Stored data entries
--------------------------------
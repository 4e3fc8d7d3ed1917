//! Boolean built-in methods

use crate::error::{ErrorCode, JsError};
use crate::interpreter::Interpreter;
use crate::object::{BooleanData, ObjectData};
use crate::value::JsValue;

/// Initialize Boolean.prototype and publish the Boolean constructor
pub fn init_boolean(interp: &mut Interpreter) {
    let proto = interp.boolean_prototype.clone();

    interp.register_method(&proto, "toString", boolean_to_string, 0);
    interp.register_method(&proto, "valueOf", boolean_value_of, 0);

    let constructor = interp.create_constructor("Boolean", boolean_call, boolean_construct, 1, &proto);
    interp.define_global("Boolean", JsValue::Object(constructor));
}

pub fn boolean_call(_interp: &mut Interpreter, _this: JsValue, args: &[JsValue]) -> Result<JsValue, JsError> {
    Ok(JsValue::Boolean(args.first().is_some_and(JsValue::to_boolean)))
}

pub fn boolean_construct(interp: &mut Interpreter, _this: JsValue, args: &[JsValue]) -> Result<JsValue, JsError> {
    let value = args.first().is_some_and(JsValue::to_boolean);
    let obj = interp.alloc(
        ObjectData::Boolean(BooleanData(value)),
        Some(interp.boolean_prototype.clone()),
    );
    Ok(JsValue::Object(obj))
}

fn this_boolean(this: &JsValue) -> Result<bool, JsError> {
    match this {
        JsValue::Boolean(b) => Ok(*b),
        JsValue::Object(obj) => match &obj.borrow().data {
            ObjectData::Boolean(BooleanData(b)) => Ok(*b),
            _ => Err(JsError::type_error(ErrorCode::BOOLEAN_EXPECTED, "Boolean expected")),
        },
        _ => Err(JsError::type_error(ErrorCode::BOOLEAN_EXPECTED, "Boolean expected")),
    }
}

pub fn boolean_to_string(_interp: &mut Interpreter, this: JsValue, _args: &[JsValue]) -> Result<JsValue, JsError> {
    Ok(JsValue::from(if this_boolean(&this)? { "true" } else { "false" }))
}

pub fn boolean_value_of(_interp: &mut Interpreter, this: JsValue, _args: &[JsValue]) -> Result<JsValue, JsError> {
    Ok(JsValue::Boolean(this_boolean(&this)?))
}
--------------------------------
### Activity
Lines with "constructor" in them are what the answer must contain; copy each from the records above.

### Exercise solution
/// Initialize Boolean.prototype and publish the Boolean constructor
    let constructor = interp.create_constructor("Boolean", boolean_call, boolean_construct, 1, &proto);
    interp.define_global("Boolean", JsValue::Object(constructor));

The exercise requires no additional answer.